[Data records]
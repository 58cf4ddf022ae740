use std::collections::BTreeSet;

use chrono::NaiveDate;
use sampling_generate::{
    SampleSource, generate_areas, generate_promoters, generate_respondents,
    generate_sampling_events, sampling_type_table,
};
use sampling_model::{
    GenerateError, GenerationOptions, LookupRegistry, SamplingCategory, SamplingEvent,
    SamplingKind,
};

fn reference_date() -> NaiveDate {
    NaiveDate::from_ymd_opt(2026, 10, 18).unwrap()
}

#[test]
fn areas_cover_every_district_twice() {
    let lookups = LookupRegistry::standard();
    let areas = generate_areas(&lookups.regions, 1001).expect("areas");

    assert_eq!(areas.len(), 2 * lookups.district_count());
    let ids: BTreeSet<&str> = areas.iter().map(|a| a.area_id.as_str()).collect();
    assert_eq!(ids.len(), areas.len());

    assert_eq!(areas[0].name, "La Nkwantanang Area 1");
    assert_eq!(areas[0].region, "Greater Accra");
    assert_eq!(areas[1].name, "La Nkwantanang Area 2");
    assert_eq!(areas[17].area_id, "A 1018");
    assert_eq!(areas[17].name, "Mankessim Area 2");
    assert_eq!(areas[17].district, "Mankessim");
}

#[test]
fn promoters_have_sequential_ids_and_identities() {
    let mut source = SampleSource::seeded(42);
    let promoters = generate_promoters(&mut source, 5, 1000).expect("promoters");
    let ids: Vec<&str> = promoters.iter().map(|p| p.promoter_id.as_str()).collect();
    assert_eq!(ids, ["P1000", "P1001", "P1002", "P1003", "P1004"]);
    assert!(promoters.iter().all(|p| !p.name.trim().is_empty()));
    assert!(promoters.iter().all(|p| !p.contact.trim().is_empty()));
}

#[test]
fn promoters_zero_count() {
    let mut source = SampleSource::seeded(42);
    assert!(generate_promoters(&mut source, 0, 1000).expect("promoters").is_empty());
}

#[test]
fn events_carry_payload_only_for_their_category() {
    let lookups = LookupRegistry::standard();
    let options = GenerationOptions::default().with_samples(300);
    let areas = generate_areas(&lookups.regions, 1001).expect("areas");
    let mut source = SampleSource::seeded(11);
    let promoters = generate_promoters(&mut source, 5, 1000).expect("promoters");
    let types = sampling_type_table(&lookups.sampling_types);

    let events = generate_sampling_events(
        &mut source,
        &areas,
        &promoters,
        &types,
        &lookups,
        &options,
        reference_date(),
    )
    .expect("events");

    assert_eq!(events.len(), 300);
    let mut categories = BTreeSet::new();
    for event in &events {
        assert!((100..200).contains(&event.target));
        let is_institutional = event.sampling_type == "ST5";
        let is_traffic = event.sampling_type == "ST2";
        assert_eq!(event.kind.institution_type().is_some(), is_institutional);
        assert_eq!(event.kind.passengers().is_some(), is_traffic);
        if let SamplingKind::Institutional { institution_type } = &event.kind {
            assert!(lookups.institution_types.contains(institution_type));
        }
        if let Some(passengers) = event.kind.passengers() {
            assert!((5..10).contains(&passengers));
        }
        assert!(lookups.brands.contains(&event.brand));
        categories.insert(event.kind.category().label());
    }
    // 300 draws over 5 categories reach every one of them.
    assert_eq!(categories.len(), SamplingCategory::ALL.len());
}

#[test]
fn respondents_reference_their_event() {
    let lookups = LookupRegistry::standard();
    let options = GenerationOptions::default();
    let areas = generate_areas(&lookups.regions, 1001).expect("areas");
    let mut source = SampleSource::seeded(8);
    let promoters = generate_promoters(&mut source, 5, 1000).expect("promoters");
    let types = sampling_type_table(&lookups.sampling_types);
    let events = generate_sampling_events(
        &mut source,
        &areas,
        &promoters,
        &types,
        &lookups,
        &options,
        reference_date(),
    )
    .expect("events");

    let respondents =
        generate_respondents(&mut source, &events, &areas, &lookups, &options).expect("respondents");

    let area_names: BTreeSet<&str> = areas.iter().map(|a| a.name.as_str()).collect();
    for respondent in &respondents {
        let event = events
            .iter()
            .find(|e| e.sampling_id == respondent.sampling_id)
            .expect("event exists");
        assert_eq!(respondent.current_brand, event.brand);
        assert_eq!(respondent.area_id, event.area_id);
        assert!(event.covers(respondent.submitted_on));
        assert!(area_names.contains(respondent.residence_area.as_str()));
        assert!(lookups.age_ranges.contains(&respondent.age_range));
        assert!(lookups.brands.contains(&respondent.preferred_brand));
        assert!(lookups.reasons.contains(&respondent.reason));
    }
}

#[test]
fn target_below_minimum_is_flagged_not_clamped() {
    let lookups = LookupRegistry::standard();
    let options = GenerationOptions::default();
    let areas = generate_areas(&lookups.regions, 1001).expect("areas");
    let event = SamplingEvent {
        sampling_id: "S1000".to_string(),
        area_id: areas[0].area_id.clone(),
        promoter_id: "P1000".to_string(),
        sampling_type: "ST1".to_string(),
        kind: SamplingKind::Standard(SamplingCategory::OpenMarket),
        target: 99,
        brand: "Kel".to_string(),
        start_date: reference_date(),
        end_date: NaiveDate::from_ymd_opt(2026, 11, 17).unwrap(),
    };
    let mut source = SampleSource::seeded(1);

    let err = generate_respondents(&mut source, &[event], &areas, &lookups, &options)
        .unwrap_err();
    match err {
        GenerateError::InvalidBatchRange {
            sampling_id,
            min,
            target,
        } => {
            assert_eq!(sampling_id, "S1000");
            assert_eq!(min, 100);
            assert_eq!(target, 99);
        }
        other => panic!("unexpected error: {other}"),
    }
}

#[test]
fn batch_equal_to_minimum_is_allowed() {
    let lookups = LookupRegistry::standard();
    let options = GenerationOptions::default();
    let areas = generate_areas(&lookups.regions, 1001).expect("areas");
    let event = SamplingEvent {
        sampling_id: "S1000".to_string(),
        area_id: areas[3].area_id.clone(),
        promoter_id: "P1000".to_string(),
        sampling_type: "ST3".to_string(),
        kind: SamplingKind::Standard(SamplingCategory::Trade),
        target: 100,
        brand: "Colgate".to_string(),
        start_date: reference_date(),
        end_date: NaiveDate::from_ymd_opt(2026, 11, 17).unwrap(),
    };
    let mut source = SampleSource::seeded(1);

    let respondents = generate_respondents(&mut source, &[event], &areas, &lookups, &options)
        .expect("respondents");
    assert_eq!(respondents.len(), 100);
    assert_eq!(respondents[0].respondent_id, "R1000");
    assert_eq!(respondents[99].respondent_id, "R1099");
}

→ **What to produce**:
From the first line to the last, copy the records exactly as they appear above.

→ **Reply to the exercise**:
repository 58cf4ddf022ae740
use std::collections::BTreeSet;

use chrono::NaiveDate;
use sampling_generate::{
    SampleSource, generate_areas, generate_promoters, generate_respondents,
    generate_sampling_events, sampling_type_table,
};
use sampling_model::{
    GenerateError, GenerationOptions, LookupRegistry, SamplingCategory, SamplingEvent,
    SamplingKind,
};

fn reference_date() -> NaiveDate {
    NaiveDate::from_ymd_opt(2026, 10, 18).unwrap()
}

#[test]
fn areas_cover_every_district_twice() {
    let lookups = LookupRegistry::standard();
    let areas = generate_areas(&lookups.regions, 1001).expect("areas");

    assert_eq!(areas.len(), 2 * lookups.district_count());
    let ids: BTreeSet<&str> = areas.iter().map(|a| a.area_id.as_str()).collect();
    assert_eq!(ids.len(), areas.len());

    assert_eq!(areas[0].name, "La Nkwantanang Area 1");
    assert_eq!(areas[0].region, "Greater Accra");
    assert_eq!(areas[1].name, "La Nkwantanang Area 2");
    assert_eq!(areas[17].area_id, "A 1018");
    assert_eq!(areas[17].name, "Mankessim Area 2");
    assert_eq!(areas[17].district, "Mankessim");
}

#[test]
fn promoters_have_sequential_ids_and_identities() {
    let mut source = SampleSource::seeded(42);
    let promoters = generate_promoters(&mut source, 5, 1000).expect("promoters");
    let ids: Vec<&str> = promoters.iter().map(|p| p.promoter_id.as_str()).collect();
    assert_eq!(ids, ["P1000", "P1001", "P1002", "P1003", "P1004"]);
    assert!(promoters.iter().all(|p| !p.name.trim().is_empty()));
    assert!(promoters.iter().all(|p| !p.contact.trim().is_empty()));
}

#[test]
fn promoters_zero_count() {
    let mut source = SampleSource::seeded(42);
    assert!(generate_promoters(&mut source, 0, 1000).expect("promoters").is_empty());
}

#[test]
fn events_carry_payload_only_for_their_category() {
    let lookups = LookupRegistry::standard();
    let options = GenerationOptions::default().with_samples(300);
    let areas = generate_areas(&lookups.regions, 1001).expect("areas");
    let mut source = SampleSource::seeded(11);
    let promoters = generate_promoters(&mut source, 5, 1000).expect("promoters");
    let types = sampling_type_table(&lookups.sampling_types);

    let events = generate_sampling_events(
        &mut source,
        &areas,
        &promoters,
        &types,
        &lookups,
        &options,
        reference_date(),
    )
    .expect("events");

    assert_eq!(events.len(), 300);
    let mut categories = BTreeSet::new();
    for event in &events {
        assert!((100..200).contains(&event.target));
        let is_institutional = event.sampling_type == "ST5";
        let is_traffic = event.sampling_type == "ST2";
        assert_eq!(event.kind.institution_type().is_some(), is_institutional);
        assert_eq!(event.kind.passengers().is_some(), is_traffic);
        if let SamplingKind::Institutional { institution_type } = &event.kind {
            assert!(lookups.institution_types.contains(institution_type));
        }
        if let Some(passengers) = event.kind.passengers() {
            assert!((5..10).contains(&passengers));
        }
        assert!(lookups.brands.contains(&event.brand));
        categories.insert(event.kind.category().label());
    }
    // 300 draws over 5 categories reach every one of them.
    assert_eq!(categories.len(), SamplingCategory::ALL.len());
}

#[test]
fn respondents_reference_their_event() {
    let lookups = LookupRegistry::standard();
    let options = GenerationOptions::default();
    let areas = generate_areas(&lookups.regions, 1001).expect("areas");
    let mut source = SampleSource::seeded(8);
    let promoters = generate_promoters(&mut source, 5, 1000).expect("promoters");
    let types = sampling_type_table(&lookups.sampling_types);
    let events = generate_sampling_events(
        &mut source,
        &areas,
        &promoters,
        &types,
        &lookups,
        &options,
        reference_date(),
    )
    .expect("events");

    let respondents =
        generate_respondents(&mut source, &events, &areas, &lookups, &options).expect("respondents");

    let area_names: BTreeSet<&str> = areas.iter().map(|a| a.name.as_str()).collect();
    for respondent in &respondents {
        let event = events
            .iter()
            .find(|e| e.sampling_id == respondent.sampling_id)
            .expect("event exists");
        assert_eq!(respondent.current_brand, event.brand);
        assert_eq!(respondent.area_id, event.area_id);
        assert!(event.covers(respondent.submitted_on));
        assert!(area_names.contains(respondent.residence_area.as_str()));
        assert!(lookups.age_ranges.contains(&respondent.age_range));
        assert!(lookups.brands.contains(&respondent.preferred_brand));
        assert!(lookups.reasons.contains(&respondent.reason));
    }
}

#[test]
fn target_below_minimum_is_flagged_not_clamped() {
    let lookups = LookupRegistry::standard();
    let options = GenerationOptions::default();
    let areas = generate_areas(&lookups.regions, 1001).expect("areas");
    let event = SamplingEvent {
        sampling_id: "S1000".to_string(),
        area_id: areas[0].area_id.clone(),
        promoter_id: "P1000".to_string(),
        sampling_type: "ST1".to_string(),
        kind: SamplingKind::Standard(SamplingCategory::OpenMarket),
        target: 99,
        brand: "Kel".to_string(),
        start_date: reference_date(),
        end_date: NaiveDate::from_ymd_opt(2026, 11, 17).unwrap(),
    };
    let mut source = SampleSource::seeded(1);

    let err = generate_respondents(&mut source, &[event], &areas, &lookups, &options)
        .unwrap_err();
    match err {
        GenerateError::InvalidBatchRange {
            sampling_id,
            min,
            target,
        } => {
            assert_eq!(sampling_id, "S1000");
            assert_eq!(min, 100);
            assert_eq!(target, 99);
        }
        other => panic!("unexpected error: {other}"),
    }
}

#[test]
fn batch_equal_to_minimum_is_allowed() {
    let lookups = LookupRegistry::standard();
    let options = GenerationOptions::default();
    let areas = generate_areas(&lookups.regions, 1001).expect("areas");
    let event = SamplingEvent {
        sampling_id: "S1000".to_string(),
        area_id: areas[3].area_id.clone(),
        promoter_id: "P1000".to_string(),
        sampling_type: "ST3".to_string(),
        kind: SamplingKind::Standard(SamplingCategory::Trade),
        target: 100,
        brand: "Colgate".to_string(),
        start_date: reference_date(),
        end_date: NaiveDate::from_ymd_opt(2026, 11, 17).unwrap(),
    };
    let mut source = SampleSource::seeded(1);

    let respondents = generate_respondents(&mut source, &[event], &areas, &lookups, &options)
        .expect("respondents");
    assert_eq!(respondents.len(), 100);
    assert_eq!(respondents[0].respondent_id, "R1000");
    assert_eq!(respondents[99].respondent_id, "R1099");
}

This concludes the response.